On the Facebook group page for Egg Harbor Township Area Happenings, a post by user Gregg Clerico drew numerous comments both for and against the traffic-slowing devices. Some people said drivers zip through the residential street far too fast, while others said speed bumps are unnecessary and possibly illegal.
Clerico said he agrees that cars need to slow down on Marshall Drive — but the humps are a hazard, he said.
“That road — no doubt it’s a speedway,” Clerico said. “But the speed bumps are as high as the curb."
He said he has seen cars bottoming out on the humps, and there are skid marks around them from drivers who fail to see them until the last minute.
The warning signs are very close to the humps, he said, so drivers have to slam on their breaks to stop, and there are no painted lines on the pavement marking them.
“Even people who live back there, they’re getting their cars beat up,” he said.
The style of hump the township used is perfectly legal, according to township business administrator Peter Miller.
“They’re called speed shelves or speed-calming devices. We don’t use the term speed hump anymore,” he said.
Signs warn drivers before they reach the obstruction, which is designed to be navigated at 15 miles an hour or slower. The posted speed limit on Marshall Drive is 25.
“If you’re going 15 miles per hour, it will not damage your vehicle. If you’re doing around 30 or 40, there’s a good chance you’re going to damage your vehicle,” Miller said.
He said in an interview that the speed humps were installed at the request of residents in the neighborhood. He said Township Committee approved the project after a study by the township engineer and the Police Department concluded they could reduce speeding and improve safety.

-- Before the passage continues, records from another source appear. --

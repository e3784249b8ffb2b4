//! `stability` - injects the API stability overview into generated docs
//!
//! Run after the API docs have been generated. With no arguments it reads
//! `out/doc/api/all.json` and updates `documentation.{md,html,json}` in the
//! same directory.

use anyhow::{Context, Result};
use clap::Parser;
use stability_etch::{BuildPrinter, StabilityBuilder, StabilityConfig};
use std::path::PathBuf;

/// Inject the API stability overview into generated documentation
#[derive(Debug, Parser)]
#[command(name = "stability", version, about)]
struct Cli {
    /// Directory holding all.json and the generated documentation pages
    #[arg(value_name = "DIR")]
    source_dir: Option<PathBuf>,

    /// Same as the positional DIR
    #[arg(long = "source-dir", value_name = "DIR", conflicts_with = "source_dir")]
    source_dir_flag: Option<PathBuf>,

    /// TOML configuration file
    #[arg(short, long, value_name = "FILE", env = "STABILITY_CONFIG")]
    config: Option<PathBuf>,

    /// Fail when a page has no stability markers
    #[arg(long)]
    strict: bool,

    /// Also write the rows to stability.json
    #[arg(long)]
    stability_json: bool,

    /// Compute the overview without writing any file
    #[arg(long)]
    dry_run: bool,

    /// Disable colored output
    #[arg(long)]
    no_color: bool,
}

impl Cli {
    /// Merge the command line over the configuration file (or defaults)
    fn into_config(self) -> Result<StabilityConfig> {
        let mut config = match &self.config {
            Some(path) => StabilityConfig::from_toml_file(path)
                .with_context(|| format!("loading config at {}", path.display()))?,
            None => StabilityConfig::default(),
        };

        if let Some(dir) = self.source_dir_flag.or(self.source_dir) {
            config.source_dir = dir;
        }
        config.strict |= self.strict;
        config.emit_stability_json |= self.stability_json;
        config.dry_run |= self.dry_run;
        Ok(config)
    }
}

fn main() -> Result<()> {
    // Use STABILITY_LOG env var for log level configuration, default to "info"
    use tracing_subscriber::EnvFilter;
    let filter =
        EnvFilter::try_from_env("STABILITY_LOG").unwrap_or_else(|_| EnvFilter::new("info"));
    tracing_subscriber::fmt()
        .with_env_filter(filter)
        .with_target(false)
        .with_writer(std::io::stderr)
        .init();

    let cli = Cli::parse();
    let use_color = !cli.no_color;
    let config = cli.into_config()?;
    let source_dir = config.source_dir.clone();

    let output = StabilityBuilder::from_config(config)
        .build()
        .with_context(|| format!("updating stability overview in {}", source_dir.display()))?;

    BuildPrinter::new(&output, use_color).print_to_stdout();
    Ok(())
}

#[cfg(test)]
mod tests {
    use super::*;
    use std::fs;
    use tempfile::TempDir;

    /// Parse without picking up a config path from the developer's shell
    fn parse(args: &[&str]) -> Cli {
        std::env::remove_var("STABILITY_CONFIG");
        Cli::try_parse_from(args.iter().copied()).unwrap()
    }

    #[test]
    fn test_defaults() {
        let cli = parse(&["stability"]);
        let config = cli.into_config().unwrap();
        assert_eq!(config, StabilityConfig::default());
    }

    #[test]
    fn test_flags_override() {
        let cli = parse(&[
            "stability",
            "build/api",
            "--strict",
            "--stability-json",
            "--dry-run",
        ]);
        let config = cli.into_config().unwrap();
        assert_eq!(config.source_dir, PathBuf::from("build/api"));
        assert!(config.strict);
        assert!(config.emit_stability_json);
        assert!(config.dry_run);
    }

    #[test]
    fn test_source_dir_flag() {
        let config = parse(&["stability", "--source-dir", "build/api"])
            .into_config()
            .unwrap();
        assert_eq!(config.source_dir, PathBuf::from("build/api"));
    }

    #[test]
    fn test_source_dir_flag_conflicts_with_positional() {
        std::env::remove_var("STABILITY_CONFIG");
        let err = Cli::try_parse_from(["stability", "a", "--source-dir", "b"]).unwrap_err();
        assert_eq!(err.kind(), clap::error::ErrorKind::ArgumentConflict);
    }

    #[test]
    fn test_config_file() {
        let dir = TempDir::new().unwrap();
        let path = dir.path().join("stability.toml");
        fs::write(&path, "source_dir = \"from/config\"\nstrict = true\n").unwrap();

        let cli = parse(&["stability", "--config", path.to_str().unwrap()]);
        let config = cli.into_config().unwrap();
        assert_eq!(config.source_dir, PathBuf::from("from/config"));
        assert!(config.strict);
    }

    #[test]
    fn test_missing_config_file() {
        let cli = parse(&["stability", "--config", "/nonexistent/stability.toml"]);
        assert!(cli.into_config().is_err());
    }
}
//! Terminal summary of a stability build
//!
//! # Example
//!
//! ```no_run
//! use stability_etch::{BuildPrinter, StabilityBuilder};
//!
//! let output = StabilityBuilder::new("out/doc/api").build().unwrap();
//! BuildPrinter::new(&output, true).print_to_stdout();
//! ```

use crate::builder::BuildOutput;
use crate::splice::SpliceOutcome;
use crate::stability::level_counts;
use std::fmt::{Display, Formatter, Result as FmtResult};
use std::io;
use termcolor::{Color, ColorChoice, ColorSpec, StandardStream, WriteColor};

/// Prints what a build did
pub struct BuildPrinter<'a> {
    /// Build to describe
    output: &'a BuildOutput,
    /// Whether to use colored output
    use_color: bool,
}

impl<'a> BuildPrinter<'a> {
    /// Create a new printer
    pub fn new(output: &'a BuildOutput, use_color: bool) -> Self {
        Self { output, use_color }
    }

    /// Print directly to stdout with colors
    pub fn print_to_stdout(&self) {
        let choice = if self.use_color {
            ColorChoice::Auto
        } else {
            ColorChoice::Never
        };
        let mut stdout = StandardStream::stdout(choice);
        if let Err(e) = self.write_colored(&mut stdout) {
            eprintln!("Error printing build summary: {}", e);
        }
    }

    /// Write with colors to a WriteColor implementor
    pub fn write_colored<W: WriteColor>(&self, w: &mut W) -> io::Result<()> {
        w.set_color(ColorSpec::new().set_bold(true))?;
        write!(w, "{}", self.heading())?;
        w.reset()?;
        writeln!(w)?;

        for (level, count) in level_counts(&self.output.rows) {
            writeln!(w, "  {:<14}{}", level.display(), count)?;
        }

        for target in &self.output.targets {
            write!(w, "  {:<10}", target.kind.display())?;
            w.set_color(ColorSpec::new().set_fg(Some(outcome_color(target.outcome))))?;
            write!(w, "{:<19}", target.outcome.display())?;
            w.reset()?;
            writeln!(w, "{}", target.path.display())?;
        }

        if let Some(path) = &self.output.stability_json {
            w.set_color(ColorSpec::new().set_fg(Some(Color::White)).set_italic(true))?;
            writeln!(w, "  rows written to {}", path.display())?;
            w.reset()?;
        }

        Ok(())
    }

    fn heading(&self) -> String {
        let suffix = if self.output.dry_run { " (dry run)" } else { "" };
        format!(
            "Stability overview: {} modules{}",
            self.output.rows.len(),
            suffix
        )
    }
}

fn outcome_color(outcome: SpliceOutcome) -> Color {
    match outcome {
        SpliceOutcome::Updated => Color::Green,
        SpliceOutcome::Unchanged => Color::Blue,
        SpliceOutcome::MarkersNotFound => Color::Yellow,
    }
}

impl Display for BuildPrinter<'_> {
    fn fmt(&self, f: &mut Formatter<'_>) -> FmtResult {
        writeln!(f, "{}", self.heading())?;
        for (level, count) in level_counts(&self.output.rows) {
            writeln!(f, "  {:<14}{}", level.display(), count)?;
        }
        for target in &self.output.targets {
            writeln!(
                f,
                "  {:<10}{:<19}{}",
                target.kind.display(),
                target.outcome.display(),
                target.path.display()
            )?;
        }
        if let Some(path) = &self.output.stability_json {
            writeln!(f, "  rows written to {}", path.display())?;
        }
        Ok(())
    }
}

#[cfg(test)]
mod tests {
    use super::*;
    use crate::splice::{TargetKind, TargetReport};
    use crate::stability::StabilityRow;
    use std::path::PathBuf;
    use termcolor::NoColor;

    fn output() -> BuildOutput {
        BuildOutput {
            rows: vec![StabilityRow {
                api: "fs".into(),
                link: "fs.html".into(),
                stability: 2,
                stability_text: "(2) Stable".into(),
            }],
            markdown: String::new(),
            html: String::new(),
            targets: vec![
                TargetReport {
                    kind: TargetKind::Markdown,
                    path: PathBuf::from("documentation.md"),
                    outcome: SpliceOutcome::Updated,
                },
                TargetReport {
                    kind: TargetKind::Json,
                    path: PathBuf::from("documentation.json"),
                    outcome: SpliceOutcome::MarkersNotFound,
                },
            ],
            stability_json: None,
            dry_run: true,
        }
    }

    #[test]
    fn test_display() {
        let output = output();
        let text = BuildPrinter::new(&output, false).to_string();

        assert!(text.starts_with("Stability overview: 1 modules (dry run)\n"));
        assert!(text.contains("  Stable        1\n"));
        assert!(text.contains("markdown  updated"));
        assert!(text.contains("json      markers not found  documentation.json"));
    }

    #[test]
    fn test_write_colored_matches_display() {
        let output = output();
        let printer = BuildPrinter::new(&output, false);
        let mut buf = NoColor::new(Vec::new());
        printer.write_colored(&mut buf).unwrap();

        let written = String::from_utf8(buf.into_inner()).unwrap();
        assert_eq!(written, printer.to_string());
    }
}
//! Lowering of the comrak AST into the markup tree
//!
//! Block containers put a newline text node between and around their
//! children, so the serialized HTML reads one block element per line.

use super::tree::{Element, MarkupNode, MarkupTree};
use comrak::nodes::{AstNode, ListType, NodeValue};
use comrak::{parse_document, Arena, Options};

/// Parse Markdown (GFM tables and strikethrough enabled) into a markup tree.
pub fn markdown_to_tree(markdown: &str) -> MarkupTree {
    let arena = Arena::new();
    let mut options = Options::default();
    options.extension.table = true;
    options.extension.strikethrough = true;

    let root = parse_document(&arena, markdown, &options);
    MarkupTree::new(join_blocks(convert_children(root, false)))
}

fn convert_children<'a>(node: &'a AstNode<'a>, tight: bool) -> Vec<MarkupNode> {
    node.children()
        .flat_map(|child| convert_node(child, tight))
        .collect()
}

fn convert_node<'a>(node: &'a AstNode<'a>, tight: bool) -> Vec<MarkupNode> {
    let value = node.data.borrow().value.clone();

    match value {
        NodeValue::Document => join_blocks(convert_children(node, false)),
        NodeValue::Paragraph if tight => convert_children(node, false),
        NodeValue::Paragraph => vec![element("p", convert_children(node, false))],
        NodeValue::Heading(heading) => vec![element(
            format!("h{}", heading.level),
            convert_children(node, false),
        )],
        NodeValue::BlockQuote => vec![element(
            "blockquote",
            wrap_blocks(convert_children(node, false)),
        )],
        NodeValue::List(list) => {
            let items = wrap_blocks(convert_children(node, list.tight));
            let el = match list.list_type {
                ListType::Bullet => Element::new("ul"),
                ListType::Ordered if list.start != 1 => {
                    Element::new("ol").with_attr("start", list.start.to_string())
                }
                ListType::Ordered => Element::new("ol"),
            };
            vec![el.with_children(items).into()]
        }
        NodeValue::Item(_) => {
            let children = convert_children(node, tight);
            let children = if tight { children } else { wrap_blocks(children) };
            vec![element("li", children)]
        }
        NodeValue::CodeBlock(block) => {
            let mut code = Element::new("code");
            if let Some(lang) = block.info.split_whitespace().next() {
                code.set_attr("class", format!("language-{}", lang));
            }
            let code = code.with_children(vec![MarkupNode::text(block.literal)]);
            vec![element("pre", vec![code.into()])]
        }
        NodeValue::HtmlBlock(block) => vec![MarkupNode::Raw(trim_line_end(&block.literal))],
        NodeValue::ThematicBreak => vec![Element::new("hr").into()],
        NodeValue::Table(_) => vec![convert_table(node)],
        NodeValue::Text(text) => vec![MarkupNode::text(text.to_string())],
        NodeValue::Code(code) => vec![element(
            "code",
            vec![MarkupNode::text(code.literal.to_string())],
        )],
        NodeValue::HtmlInline(html) => vec![MarkupNode::Raw(html.to_string())],
        NodeValue::SoftBreak => vec![MarkupNode::text("\n")],
        NodeValue::LineBreak => vec![Element::new("br").into(), MarkupNode::text("\n")],
        NodeValue::Emph => vec![element("em", convert_children(node, false))],
        NodeValue::Strong => vec![element("strong", convert_children(node, false))],
        NodeValue::Strikethrough => vec![element("del", convert_children(node, false))],
        NodeValue::Link(link) => {
            let mut a = Element::new("a").with_attr("href", link.url.to_string());
            if !link.title.is_empty() {
                a.set_attr("title", link.title.to_string());
            }
            vec![a.with_children(convert_children(node, false)).into()]
        }
        NodeValue::Image(link) => {
            let alt = MarkupTree::new(convert_children(node, false));
            let alt = text_of(&alt.nodes);
            let mut img = Element::new("img")
                .with_attr("src", link.url.to_string())
                .with_attr("alt", alt);
            if !link.title.is_empty() {
                img.set_attr("title", link.title.to_string());
            }
            vec![img.into()]
        }
        _ => convert_children(node, tight),
    }
}

/// `table > thead > tr > th` for the header row, `tbody > tr > td` for the
/// rest. `tbody` is omitted when there are no body rows.
fn convert_table<'a>(node: &'a AstNode<'a>) -> MarkupNode {
    let mut head = vec![];
    let mut body = vec![];

    for row in node.children() {
        let header = matches!(row.data.borrow().value, NodeValue::TableRow(true));
        let cell_tag = if header { "th" } else { "td" };
        let cells: Vec<MarkupNode> = row
            .children()
            .map(|cell| element(cell_tag, convert_children(cell, false)))
            .collect();
        let tr = element("tr", wrap_blocks(cells));
        if header {
            head.push(tr);
        } else {
            body.push(tr);
        }
    }

    let mut sections = vec![element("thead", wrap_blocks(head))];
    if !body.is_empty() {
        sections.push(element("tbody", wrap_blocks(body)));
    }
    element("table", wrap_blocks(sections))
}

fn element(tag: impl Into<String>, children: Vec<MarkupNode>) -> MarkupNode {
    Element::new(tag).with_children(children).into()
}

/// Newline between, before and after each node
fn wrap_blocks(nodes: Vec<MarkupNode>) -> Vec<MarkupNode> {
    let mut out = Vec::with_capacity(nodes.len() * 2 + 1);
    out.push(MarkupNode::text("\n"));
    for node in nodes {
        out.push(node);
        out.push(MarkupNode::text("\n"));
    }
    out
}

/// Newline between nodes only
fn join_blocks(nodes: Vec<MarkupNode>) -> Vec<MarkupNode> {
    let mut out = Vec::with_capacity(nodes.len() * 2);
    for (i, node) in nodes.into_iter().enumerate() {
        if i > 0 {
            out.push(MarkupNode::text("\n"));
        }
        out.push(node);
    }
    out
}

fn text_of(nodes: &[MarkupNode]) -> String {
    Element::new("").with_children(nodes.to_vec()).text_content()
}

fn trim_line_end(html: &str) -> String {
    html.trim_end_matches('\n').to_string()
}

#[cfg(test)]
mod tests {
    use super::*;
    use pretty_assertions::assert_eq;

    fn render(md: &str) -> String {
        markdown_to_tree(md).to_html()
    }

    #[test]
    fn test_paragraph_and_inline() {
        assert_eq!(
            render("Hello *big* **world** `code`"),
            "<p>Hello <em>big</em> <strong>world</strong> <code>code</code></p>"
        );
    }

    #[test]
    fn test_link() {
        assert_eq!(
            render("[fs](fs.html \"File system\")"),
            "<p><a href=\"fs.html\" title=\"File system\">fs</a></p>"
        );
    }

    #[test]
    fn test_table_layout() {
        let html = render("| A | B |\n| - | - |\n| 1 | 2 |");
        assert_eq!(
            html,
            "<table>\n<thead>\n<tr>\n<th>A</th>\n<th>B</th>\n</tr>\n</thead>\n\
             <tbody>\n<tr>\n<td>1</td>\n<td>2</td>\n</tr>\n</tbody>\n</table>"
        );
    }

    #[test]
    fn test_table_without_body() {
        let html = render("| A | B |\n| - | - |");
        assert_eq!(
            html,
            "<table>\n<thead>\n<tr>\n<th>A</th>\n<th>B</th>\n</tr>\n</thead>\n</table>"
        );
    }

    #[test]
    fn test_raw_html_passthrough() {
        assert_eq!(
            render("a <span class=\"x\">b</span>"),
            "<p>a <span class=\"x\">b</span></p>"
        );
        assert_eq!(render("<div>\nraw\n</div>"), "<div>\nraw\n</div>");
    }

    #[test]
    fn test_lists() {
        assert_eq!(
            render("- one\n- two"),
            "<ul>\n<li>one</li>\n<li>two</li>\n</ul>"
        );
        assert_eq!(render("3. three"), "<ol start=\"3\">\n<li>three</li>\n</ol>");
    }

    #[test]
    fn test_code_block() {
        assert_eq!(
            render("```js\nlet a = 1 < 2;\n```"),
            "<pre><code class=\"language-js\">let a = 1 &lt; 2;\n</code></pre>"
        );
    }

    #[test]
    fn test_blocks_joined_by_newline() {
        assert_eq!(render("# Title\n\nBody"), "<h1>Title</h1>\n<p>Body</p>");
    }
}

Five speed humps were installed the length of Marshall Drive. On a recent snowy Saturday, several cars slowed down while going over the humps on the snow-covered road, and at least one driver slammed on the breaks just before reaching the hump. The warning sign says not to go more than 10 mph over the hump.
The township cannot install that sort of traffic calming device on roads where the posted speed limit is over 30, according to Miller and state Department of Transportation guidelines.
So far the township has heard a few complaints about the obstructions, Miller said, but he has received more thanks from people who live in the neighborhood.
Marshall Drive runs from English Creek Avenue to Zion Road through a residential neighborhood lined with single-family homes on either side.
According to Miller, in 2016 police surveyed traffic speeds after neighbors asked for the township to install traffic-slowing devices, and found that cars were cutting through the street at speeds above the posted limit. The department worked with the township engineer on a recommendation.
A different style of speed bump or speed hump has indeed been disallowed by the state, Miller said.
DOT guidelines say a municipality may install traffic-calming measures, which can also include narrow areas of the road or rumble strips. The municipality can install them without state approval in slow-speed areas if the road is entirely within its borders, but there are detailed requirements for signs and road markings informing drivers of the obstruction.
While many people use the terms speed bump and speed hump interchangeably, in engineering literature, a speed bump is a narrow, sometimes steeper obstruction, while a speed hump is wider. Speed bumps are no longer placed on public streets, but are sometimes used on private property.
According to Miller, neighbors in other areas have asked for speed humps to be installed, including in the Anchorage Point development near Longport, but those roads failed to meet the state criteria, he said.